# Stored data
------------------------------------

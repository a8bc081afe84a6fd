//! Lifecycle projections: pure folds over the event log.
//!
//! Worker/PR status is never stored as a mutable field. It is derived on
//! every query from the append-only event sequence: a key is "open" when it
//! has a qualifying start event and no later terminal event. Because the
//! fold is pure, the log alone is always enough to reconstruct state after
//! a crash.

use std::collections::{BTreeMap, HashMap};

use chrono::{DateTime, Utc};

use crate::events::{EventFamily, EventStore, EventType, WorkflowEvent};

/// Conjunctive filter over the event sequence. A `None` field means "no
/// constraint on that dimension".
#[derive(Debug, Clone, Default)]
pub struct EventQuery {
    pub types: Option<Vec<EventType>>,
    /// Inclusive lower bound on `timestamp`.
    pub since: Option<DateTime<Utc>>,
    /// Inclusive upper bound on `timestamp`.
    pub until: Option<DateTime<Utc>>,
    pub issue: Option<u64>,
    pub pr: Option<u64>,
    pub feature_id: Option<String>,
    pub order: SortOrder,
    pub limit: Option<usize>,
}

#[derive(Debug, Clone, Copy, PartialEq, Eq, Default)]
pub enum SortOrder {
    Ascending,
    /// Newest first. The default: callers usually want recent history.
    #[default]
    Descending,
}

impl EventQuery {
    fn matches(&self, event: &WorkflowEvent) -> bool {
        if let Some(types) = &self.types {
            if !types.contains(&event.event_type) {
                return false;
            }
        }
        if let Some(since) = self.since {
            if event.timestamp < since {
                return false;
            }
        }
        if let Some(until) = self.until {
            if event.timestamp > until {
                return false;
            }
        }
        if let Some(issue) = self.issue {
            if event.data.issue != Some(issue) {
                return false;
            }
        }
        if let Some(pr) = self.pr {
            if event.data.pr != Some(pr) {
                return false;
            }
        }
        if let Some(feature_id) = &self.feature_id {
            if event.data.feature_id.as_deref() != Some(feature_id.as_str()) {
                return false;
            }
        }
        true
    }
}

/// Filter, sort, and truncate the event sequence.
pub fn query(events: &[WorkflowEvent], q: &EventQuery) -> Vec<WorkflowEvent> {
    let mut matched: Vec<WorkflowEvent> =
        events.iter().filter(|e| q.matches(e)).cloned().collect();

    match q.order {
        SortOrder::Ascending => matched.sort_by_key(|e| e.timestamp),
        SortOrder::Descending => matched.sort_by(|a, b| b.timestamp.cmp(&a.timestamp)),
    }

    if let Some(limit) = q.limit {
        matched.truncate(limit);
    }
    matched
}

/// Issues whose worker lifecycle is still open: a `worker.start` was
/// recorded and no terminal event for the same issue exists. Returns the
/// originally recorded start events, preserving provenance.
pub fn active_workers(events: &[WorkflowEvent]) -> Vec<WorkflowEvent> {
    open_lifecycles(
        events,
        EventFamily::Worker,
        EventType::WorkerStart,
        |t| t.is_worker_terminal(),
        |e| e.data.issue,
    )
}

/// PRs whose lifecycle is still open: a `pr.created` was recorded and no
/// `pr.merged`/`pr.closed` for the same PR exists.
pub fn pending_prs(events: &[WorkflowEvent]) -> Vec<WorkflowEvent> {
    open_lifecycles(
        events,
        EventFamily::PullRequest,
        EventType::PrCreated,
        |t| t.is_pr_terminal(),
        |e| e.data.pr,
    )
}

/// Shared fold for both views: group the family's events by key, keep the
/// qualifying event for groups with no terminal event.
fn open_lifecycles(
    events: &[WorkflowEvent],
    family: EventFamily,
    qualifying: EventType,
    is_terminal: impl Fn(EventType) -> bool,
    key: impl Fn(&WorkflowEvent) -> Option<u64>,
) -> Vec<WorkflowEvent> {
    struct Group<'a> {
        start: Option<&'a WorkflowEvent>,
        closed: bool,
    }

    let mut groups: HashMap<u64, Group> = HashMap::new();

    for event in events {
        if event.event_type.family() != family {
            continue;
        }
        let Some(k) = key(event) else {
            continue;
        };
        let group = groups.entry(k).or_insert(Group {
            start: None,
            closed: false,
        });
        if event.event_type == qualifying && group.start.is_none() {
            group.start = Some(event);
        }
        if is_terminal(event.event_type) {
            group.closed = true;
        }
    }

    groups
        .into_values()
        .filter(|g| !g.closed)
        .filter_map(|g| g.start.cloned())
        .collect()
}

/// Aggregate counts over the log.
#[derive(Debug, Clone, PartialEq)]
pub struct LogStats {
    pub total_events: usize,
    pub active_workers: usize,
    pub pending_prs: usize,
    /// Per-type histogram keyed by wire name, sorted for stable display.
    pub events_by_type: BTreeMap<String, usize>,
    pub oldest: Option<DateTime<Utc>>,
    pub newest: Option<DateTime<Utc>>,
}

/// Single pass over the log plus one derivation each of the active/pending
/// views.
pub fn stats(events: &[WorkflowEvent]) -> LogStats {
    let mut events_by_type: BTreeMap<String, usize> = BTreeMap::new();
    let mut oldest: Option<DateTime<Utc>> = None;
    let mut newest: Option<DateTime<Utc>> = None;

    for event in events {
        *events_by_type
            .entry(event.event_type.wire_name().to_string())
            .or_insert(0) += 1;
        oldest = Some(oldest.map_or(event.timestamp, |t| t.min(event.timestamp)));
        newest = Some(newest.map_or(event.timestamp, |t| t.max(event.timestamp)));
    }

    LogStats {
        total_events: events.len(),
        active_workers: active_workers(events).len(),
        pending_prs: pending_prs(events).len(),
        events_by_type,
        oldest,
        newest,
    }
}

/// Store-bound projector: reads the log once per call and applies the pure
/// folds above.
#[derive(Debug, Clone)]
pub struct LifecycleProjector {
    store: EventStore,
}

impl LifecycleProjector {
    pub fn new(store: EventStore) -> Self {
        Self { store }
    }

    pub fn store(&self) -> &EventStore {
        &self.store
    }

    pub async fn query(&self, q: &EventQuery) -> Vec<WorkflowEvent> {
        query(&self.store.events().await, q)
    }

    pub async fn active_workers(&self) -> Vec<WorkflowEvent> {
        active_workers(&self.store.events().await)
    }

    pub async fn pending_prs(&self) -> Vec<WorkflowEvent> {
        pending_prs(&self.store.events().await)
    }

    pub async fn stats(&self) -> LogStats {
        stats(&self.store.events().await)
    }
}

#[cfg(test)]
mod tests {
    use super::*;
    use chrono::Duration;

    fn at(event: WorkflowEvent, offset_secs: i64) -> WorkflowEvent {
        let mut event = event;
        event.timestamp = Utc::now() + Duration::seconds(offset_secs);
        event
    }

    #[test]
    fn test_active_workers_tracks_latest_terminal() {
        let events = vec![
            at(WorkflowEvent::worker_started(7), 0),
            at(WorkflowEvent::worker_completed(7, 500), 1),
            at(WorkflowEvent::worker_started(9), 2),
        ];

        let active = active_workers(&events);
        assert_eq!(active.len(), 1);
        assert_eq!(active[0].data.issue, Some(9));
        assert_eq!(active[0].event_type, EventType::WorkerStart);
    }

    #[test]
    fn test_worker_removed_by_any_terminal_type() {
        for terminal in [
            WorkflowEvent::worker_completed(3, 100),
            WorkflowEvent::worker_failed(3, "broken"),
            WorkflowEvent::worker_timed_out(3, 1000),
        ] {
            let events = vec![at(WorkflowEvent::worker_started(3), 0), at(terminal, 1)];
            assert!(active_workers(&events).is_empty());
        }
    }

    #[test]
    fn test_pending_prs_ignore_intermediate_ci_events() {
        let events = vec![
            at(WorkflowEvent::pr_created(10, Some(7)), 0),
            at(WorkflowEvent::pr_ci_fail(10, vec!["test".into()]), 1),
            at(WorkflowEvent::pr_ci_pass(10, vec!["test".into()]), 2),
            at(WorkflowEvent::pr_created(11, None), 3),
            at(WorkflowEvent::pr_merged(11, "squash"), 4),
        ];

        let pending = pending_prs(&events);
        assert_eq!(pending.len(), 1);
        assert_eq!(pending[0].data.pr, Some(10));
    }

    #[test]
    fn test_query_is_conjunctive() {
        let events = vec![
            at(WorkflowEvent::worker_started(1), 0),
            at(WorkflowEvent::worker_started(2), 1),
            at(WorkflowEvent::worker_completed(1, 10), 2),
        ];

        let q = EventQuery {
            types: Some(vec![EventType::WorkerStart]),
            issue: Some(1),
            ..Default::default()
        };
        let matched = query(&events, &q);
        assert_eq!(matched.len(), 1);
        assert_eq!(matched[0].data.issue, Some(1));
        assert_eq!(matched[0].event_type, EventType::WorkerStart);
    }

    #[test]
    fn test_query_default_order_is_descending() {
        let events = vec![
            at(WorkflowEvent::worker_started(1), 0),
            at(WorkflowEvent::worker_started(2), 10),
        ];

        let matched = query(&events, &EventQuery::default());
        assert_eq!(matched[0].data.issue, Some(2));
        assert_eq!(matched[1].data.issue, Some(1));
    }

    #[test]
    fn test_query_limit_truncates_after_sort() {
        let events = vec![
            at(WorkflowEvent::worker_started(1), 0),
            at(WorkflowEvent::worker_started(2), 10),
            at(WorkflowEvent::worker_started(3), 20),
        ];

        let q = EventQuery {
            limit: Some(2),
            ..Default::default()
        };
        let matched = query(&events, &q);
        assert_eq!(matched.len(), 2);
        assert_eq!(matched[0].data.issue, Some(3));
    }

    #[test]
    fn test_query_time_range_is_inclusive() {
        let base = Utc::now();
        let mut event = WorkflowEvent::worker_started(1);
        event.timestamp = base;

        let q = EventQuery {
            since: Some(base),
            until: Some(base),
            ..Default::default()
        };
        assert_eq!(query(&[event], &q).len(), 1);
    }

    #[test]
    fn test_stats_counts_and_bounds() {
        let events = vec![
            at(WorkflowEvent::worker_started(7), 0),
            at(WorkflowEvent::worker_completed(7, 500), 1),
            at(WorkflowEvent::worker_started(9), 2),
            at(WorkflowEvent::pr_created(12, Some(9)), 3),
        ];

        let s = stats(&events);
        assert_eq!(s.total_events, 4);
        assert_eq!(s.active_workers, 1);
        assert_eq!(s.pending_prs, 1);
        assert_eq!(s.events_by_type["worker.start"], 2);
        assert_eq!(s.events_by_type["pr.created"], 1);
        assert_eq!(s.oldest, Some(events[0].timestamp));
        assert_eq!(s.newest, Some(events[3].timestamp));
    }

    #[test]
    fn test_stats_empty_log() {
        let s = stats(&[]);
        assert_eq!(s.total_events, 0);
        assert_eq!(s.active_workers, 0);
        assert_eq!(s.pending_prs, 0);
        assert!(s.oldest.is_none());
        assert!(s.newest.is_none());
    }
}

------------------------------------

# Work request
Please give back, exactly as it stands above, the stretch from the line with "assert_eq!(matched[0].event_type, EventType::WorkerStart);" through the line with "let matched = query(&events, &EventQuery::default());", and no line outside it.

# Solution for this problem
        assert_eq!(matched[0].event_type, EventType::WorkerStart);
    }

    #[test]
    fn test_query_default_order_is_descending() {
        let events = vec![
            at(WorkflowEvent::worker_started(1), 0),
            at(WorkflowEvent::worker_started(2), 10),
        ];

        let matched = query(&events, &EventQuery::default());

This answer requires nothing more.